Aliphatic hydroxylation and epoxidation of capsaicin by cytochrome P450 CYP505X

Abstract Microbial cytochrome P450 enzymes (CYPs) are able to mimic the metabolism of human CYPs. One challenge is to identify the respective drug metabolites and to compare substrate specificities to those of the human enzymes. In this study, a class VIII self-sufficient CYP from Aspergillus fumigatus (CYP505X) and variants of this enzyme were heterologously expressed in E. coli. The substrate scope of the variants was determined using active pharmaceutical ingredients (APIs) and (hetero)cyclic compounds.

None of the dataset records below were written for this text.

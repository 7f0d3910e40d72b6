use crate::error::ApiError;
use crate::state::AppState;
use axum::{extract::{Path, State}, Json};
use serde::Serialize;
use types::GenerateRequest;
use utoipa::ToSchema;

#[derive(Serialize, ToSchema)]
#[serde(rename_all = "camelCase")]
pub struct JobCreated {
    pub job_id: String,
    pub status: &'static str,
}

#[utoipa::path(
        post,
        path = "/v1/jobs",
        request_body = GenerateRequest,
        responses((status = 200, description = "Job enqueued", body = JobCreated))
    )]
pub async fn enqueue(
    State(state): State<AppState>,
    Json(req): Json<GenerateRequest>,
) -> Json<JobCreated> {
    let id = state.jobs.enqueue(req);
    Json(JobCreated {
        job_id: id.0,
        status: "queued",
    })
}

#[utoipa::path(
        get,
        path = "/v1/jobs/{id}",
        params(("id" = String, Path, description = "Job ID")),
        responses((status = 200, description = "Job status, with schedules once done", body = jobs::JobStatus))
    )]
pub async fn status(
    State(state): State<AppState>,
    Path(id): Path<String>,
) -> Result<Json<serde_json::Value>, ApiError> {
    let v = match state.jobs.get(&id) {
        None => serde_json::json!({"status": "not_found"}),
        Some(s) => serde_json::to_value(s).map_err(|e| ApiError::internal(e.to_string()))?,
    };
    Ok(Json(v))
}
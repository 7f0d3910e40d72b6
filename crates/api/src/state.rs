use crate::catalog::Catalog;
use crate::saved::SavedStore;
use jobs::InMemJobs;
use sched_core::ExhaustivePlanner;
use std::sync::Arc;
use std::time::Duration;

#[derive(Clone)]
pub struct AppState {
    pub jobs: Arc<InMemJobs<ExhaustivePlanner>>,
    pub catalog: Arc<Catalog>,
    pub saved: Arc<SavedStore>,
}

impl AppState {
    pub fn new(catalog: Catalog, job_ttl: Duration) -> Self {
        Self {
            jobs: Arc::new(InMemJobs::with_ttl(ExhaustivePlanner::new(), job_ttl)),
            catalog: Arc::new(catalog),
            saved: Arc::new(SavedStore::default()),
        }
    }
}

#[cfg(test)]
pub(crate) fn test_state() -> AppState {
    let path = std::path::Path::new(env!("CARGO_MANIFEST_DIR")).join("../../data/catalog.json");
    AppState::new(
        Catalog::load(&path).expect("bundled catalog"),
        Duration::from_secs(600),
    )
}
use parking_lot::RwLock;
use sched_core::{GenerateRequest, Planner, Schedule};
use std::collections::HashMap;
use std::sync::Arc;
use std::time::{Duration, Instant};
use tracing::{debug, error};
use utoipa::ToSchema;
use uuid::Uuid;

#[derive(Clone, Debug, serde::Serialize, serde::Deserialize, ToSchema)]
pub struct JobId(pub String);

#[derive(Clone, Debug, serde::Serialize, serde::Deserialize, ToSchema)]
#[serde(tag = "status", rename_all = "snake_case")]
pub enum JobStatus {
    Queued,
    Running,
    Done { schedules: Vec<Schedule> },
    /// Finished, but no conflict-free combination exists.
    Unsatisfiable,
    Failed { message: String },
}

impl JobStatus {
    pub fn is_finished(&self) -> bool {
        !matches!(self, JobStatus::Queued | JobStatus::Running)
    }
}

pub const DEFAULT_TTL: Duration = Duration::from_secs(600);

#[derive(Clone, Debug)]
struct Entry {
    status: JobStatus,
    finished_at: Option<Instant>,
}

impl Entry {
    fn new(status: JobStatus) -> Self {
        let finished_at = status.is_finished().then(Instant::now);
        Self { status, finished_at }
    }
}

/// Runs plans on tokio tasks. Finished jobs stay pollable for `ttl` and are
/// dropped by the next `enqueue` after that.
#[derive(Clone)]
pub struct InMemJobs<P: Planner> {
    inner: Arc<RwLock<HashMap<String, Entry>>>,
    planner: Arc<P>,
    ttl: Duration,
}

impl<P: Planner> InMemJobs<P> {
    pub fn new(planner: P) -> Self {
        Self::with_ttl(planner, DEFAULT_TTL)
    }

    pub fn with_ttl(planner: P, ttl: Duration) -> Self {
        Self {
            inner: Default::default(),
            planner: Arc::new(planner),
            ttl,
        }
    }

    /// Must be called inside a tokio runtime.
    pub fn enqueue(&self, req: GenerateRequest) -> JobId {
        self.evict_expired();
        let id = Uuid::new_v4().to_string();
        self.inner.write().insert(id.clone(), Entry::new(JobStatus::Queued));

        let map = self.inner.clone();
        let planner = self.planner.clone();
        let id_for_task = id.clone();

        tokio::spawn(async move {
            map.write()
                .insert(id_for_task.clone(), Entry::new(JobStatus::Running));
            let status = match planner.plan(req).await {
                Ok(schedules) if schedules.is_empty() => JobStatus::Unsatisfiable,
                Ok(schedules) => JobStatus::Done { schedules },
                Err(e) => {
                    error!(?e, job = %id_for_task, "job failed");
                    JobStatus::Failed {
                        message: e.to_string(),
                    }
                }
            };
            debug!(job = %id_for_task, "job finished");
            map.write().insert(id_for_task, Entry::new(status));
        });

        JobId(id)
    }

    pub fn get(&self, id: &str) -> Option<JobStatus> {
        self.inner.read().get(id).map(|e| e.status.clone())
    }

    pub fn len(&self) -> usize {
        self.inner.read().len()
    }

    pub fn is_empty(&self) -> bool {
        self.len() == 0
    }

    fn evict_expired(&self) {
        let ttl = self.ttl;
        let mut map = self.inner.write();
        let before = map.len();
        map.retain(|_, e| e.finished_at.map_or(true, |t| t.elapsed() < ttl));
        let evicted = before - map.len();
        if evicted > 0 {
            debug!(evicted, "dropped expired jobs");
        }
    }
}
use anyhow::Context;
use config::{Config, Environment};
use serde::Deserialize;
use std::net::SocketAddr;
use std::path::PathBuf;
use std::time::Duration;

/// Start-up settings, read from `COURSEPLAN__<SECTION>__<KEY>` environment variables.
#[derive(Clone, Debug, Deserialize, PartialEq, Eq)]
pub struct Settings {
    pub server: ServerSettings,
    #[serde(default)]
    pub catalog: CatalogSettings,
    pub jobs: JobSettings,
}

#[derive(Clone, Debug, Deserialize, PartialEq, Eq)]
pub struct ServerSettings {
    pub host: String,
    pub port: u16,
    pub timeout_secs: u64,
}

#[derive(Clone, Debug, Default, Deserialize, PartialEq, Eq)]
pub struct CatalogSettings {
    /// JSON array of courses served by `/v1/courses` and used by `/v1/plan`.
    pub path: Option<PathBuf>,
}

#[derive(Clone, Debug, Deserialize, PartialEq, Eq)]
pub struct JobSettings {
    /// How long a finished job stays pollable.
    pub ttl_secs: u64,
}

impl Default for Settings {
    fn default() -> Self {
        Self {
            server: ServerSettings {
                host: "0.0.0.0".into(),
                port: 8080,
                timeout_secs: 10,
            },
            catalog: CatalogSettings::default(),
            jobs: JobSettings { ttl_secs: 600 },
        }
    }
}

impl Settings {
    pub fn from_env() -> anyhow::Result<Self> {
        Self::load(Environment::with_prefix("COURSEPLAN"))
    }

    fn load(env: Environment) -> anyhow::Result<Self> {
        let d = Settings::default();
        Config::builder()
            .set_default("server.host", d.server.host)?
            .set_default("server.port", u64::from(d.server.port))?
            .set_default("server.timeout_secs", d.server.timeout_secs)?
            .set_default("jobs.ttl_secs", d.jobs.ttl_secs)?
            .add_source(env.separator("__").ignore_empty(true))
            .build()
            .context("reading COURSEPLAN__* settings")?
            .try_deserialize()
            .context("invalid COURSEPLAN__* settings")
    }

    pub fn addr(&self) -> anyhow::Result<SocketAddr> {
        let ServerSettings { host, port, .. } = &self.server;
        format!("{host}:{port}")
            .parse()
            .with_context(|| format!("invalid listen addr {host}:{port}"))
    }

    pub fn request_timeout(&self) -> Duration {
        Duration::from_secs(self.server.timeout_secs)
    }

    pub fn job_ttl(&self) -> Duration {
        Duration::from_secs(self.jobs.ttl_secs)
    }
}
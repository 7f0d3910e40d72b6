use serde::{Deserialize, Serialize};
use serde_with::{DeserializeFromStr, SerializeDisplay};
use std::fmt;
use std::str::FromStr;
use thiserror::Error;

/// Wall-clock time of day, stored as minutes since midnight.
///
/// Parsed from and rendered as 24h `"HH:MM"`. Ordering is chronological, so
/// interval checks can compare values directly.
#[derive(
    Clone, Copy, Debug, Eq, PartialEq, Ord, PartialOrd, Hash, SerializeDisplay, DeserializeFromStr,
)]
pub struct TimeOfDay(u16);

#[derive(Debug, Error, Clone, PartialEq, Eq)]
pub enum TimeParseError {
    #[error("time must look like HH:MM, got {0:?}")]
    Format(String),
    #[error("hour out of range in {0:?}")]
    Hour(String),
    #[error("minute out of range in {0:?}")]
    Minute(String),
}

impl TimeOfDay {
    pub const MIDNIGHT: TimeOfDay = TimeOfDay(0);

    pub const fn from_hm(hour: u8, minute: u8) -> Option<Self> {
        if hour > 23 || minute > 59 {
            return None;
        }
        Some(TimeOfDay(hour as u16 * 60 + minute as u16))
    }

    pub const fn minutes(self) -> u16 {
        self.0
    }

    pub const fn hour(self) -> u8 {
        (self.0 / 60) as u8
    }

    pub const fn minute(self) -> u8 {
        (self.0 % 60) as u8
    }
}

impl FromStr for TimeOfDay {
    type Err = TimeParseError;

    fn from_str(s: &str) -> Result<Self, Self::Err> {
        let (h, m) = s
            .split_once(':')
            .ok_or_else(|| TimeParseError::Format(s.to_string()))?;
        let digits = |part: &str| !part.is_empty() && part.bytes().all(|b| b.is_ascii_digit());
        if !digits(h) || h.len() > 2 || !digits(m) || m.len() != 2 {
            return Err(TimeParseError::Format(s.to_string()));
        }
        let hour: u8 = h.parse().map_err(|_| TimeParseError::Format(s.to_string()))?;
        let minute: u8 = m.parse().map_err(|_| TimeParseError::Format(s.to_string()))?;
        if hour > 23 {
            return Err(TimeParseError::Hour(s.to_string()));
        }
        if minute > 59 {
            return Err(TimeParseError::Minute(s.to_string()));
        }
        Ok(TimeOfDay(hour as u16 * 60 + minute as u16))
    }
}

impl fmt::Display for TimeOfDay {
    fn fmt(&self, f: &mut fmt::Formatter<'_>) -> fmt::Result {
        write!(f, "{:02}:{:02}", self.hour(), self.minute())
    }
}

/// Teaching day. Serialised as its index, 0 = Monday through 5 = Saturday.
#[derive(Clone, Copy, Debug, Serialize, Deserialize, Eq, PartialEq, Ord, PartialOrd, Hash)]
#[serde(try_from = "u8", into = "u8")]
pub enum Weekday {
    Mon,
    Tue,
    Wed,
    Thu,
    Fri,
    Sat,
}

#[derive(Debug, Error, Clone, Copy, PartialEq, Eq)]
#[error("day index must be 0..=5 (Mon..Sat), got {0}")]
pub struct WeekdayError(pub u8);

impl Weekday {
    pub const ALL: [Weekday; 6] = [
        Weekday::Mon,
        Weekday::Tue,
        Weekday::Wed,
        Weekday::Thu,
        Weekday::Fri,
        Weekday::Sat,
    ];

    pub fn index(self) -> u8 {
        self as u8
    }
}

impl TryFrom<u8> for Weekday {
    type Error = WeekdayError;

    fn try_from(v: u8) -> Result<Self, Self::Error> {
        Weekday::ALL
            .get(v as usize)
            .copied()
            .ok_or(WeekdayError(v))
    }
}

impl From<Weekday> for u8 {
    fn from(d: Weekday) -> u8 {
        d.index()
    }
}

impl fmt::Display for Weekday {
    fn fmt(&self, f: &mut fmt::Formatter<'_>) -> fmt::Result {
        let s = match self {
            Weekday::Mon => "Mon",
            Weekday::Tue => "Tue",
            Weekday::Wed => "Wed",
            Weekday::Thu => "Thu",
            Weekday::Fri => "Fri",
            Weekday::Sat => "Sat",
        };
        f.write_str(s)
    }
}
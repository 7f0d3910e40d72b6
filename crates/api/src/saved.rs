use parking_lot::RwLock;
use serde::{Deserialize, Serialize};
use std::time::{SystemTime, UNIX_EPOCH};
use types::Schedule;
use utoipa::ToSchema;
use uuid::Uuid;

#[derive(Clone, Debug, Serialize, Deserialize, ToSchema)]
#[serde(rename_all = "camelCase")]
pub struct SavedSchedule {
    pub id: String,
    /// Milliseconds since the Unix epoch.
    pub saved_at: u64,
    pub schedule: Schedule,
}

/// Schedules the student kept. Lives as long as the process.
#[derive(Debug, Default)]
pub struct SavedStore {
    inner: RwLock<Vec<SavedSchedule>>,
}

impl SavedStore {
    pub fn save(&self, schedule: Schedule) -> SavedSchedule {
        let saved_at = SystemTime::now()
            .duration_since(UNIX_EPOCH)
            .map(|d| d.as_millis() as u64)
            .unwrap_or_default();
        let entry = SavedSchedule {
            id: Uuid::new_v4().to_string(),
            saved_at,
            schedule,
        };
        self.inner.write().insert(0, entry.clone());
        entry
    }

    /// Newest first.
    pub fn list(&self) -> Vec<SavedSchedule> {
        self.inner.read().clone()
    }

    pub fn delete(&self, id: &str) -> bool {
        let mut w = self.inner.write();
        let before = w.len();
        w.retain(|s| s.id != id);
        w.len() != before
    }
}

#[cfg(test)]
mod tests {
    use super::*;

    fn schedule(id: &str) -> Schedule {
        Schedule {
            id: id.into(),
            sessions: vec![],
            score: 100,
            breakdown: vec!["Base score: 100".into()],
        }
    }

    #[test]
    fn newest_first_and_delete() {
        let store = SavedStore::default();
        let a = store.save(schedule("sched-0"));
        let b = store.save(schedule("sched-2"));
        assert_ne!(a.id, b.id);

        let ids: Vec<_> = store.list().into_iter().map(|s| s.schedule.id).collect();
        assert_eq!(ids, ["sched-2", "sched-0"]);

        assert!(store.delete(&a.id));
        assert!(!store.delete(&a.id));
        assert_eq!(store.list().len(), 1);
    }
}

Capsaicin – the active compound in chili peppers – was oxidized most efficiently (4.36 μM/min) in a whole cell mediated biotransformation. The products were isolated, purified and their structures elucidated by 1D and 2D NMR. The two major metabolites showed modifications on the lipophilic side chain. Specifically, capsaicin was hydroxylated at position 8 to give (E) -8-Hydroxy- N -(4-hydroxy-3-methoxybenzyl)-8-methylnon-6-enamide and epoxidized at the double bond to give N -(4-Hydroxy-3-methoxybenzyl)-5-(3-isopropyloxiran-2-yl)-pentanamide.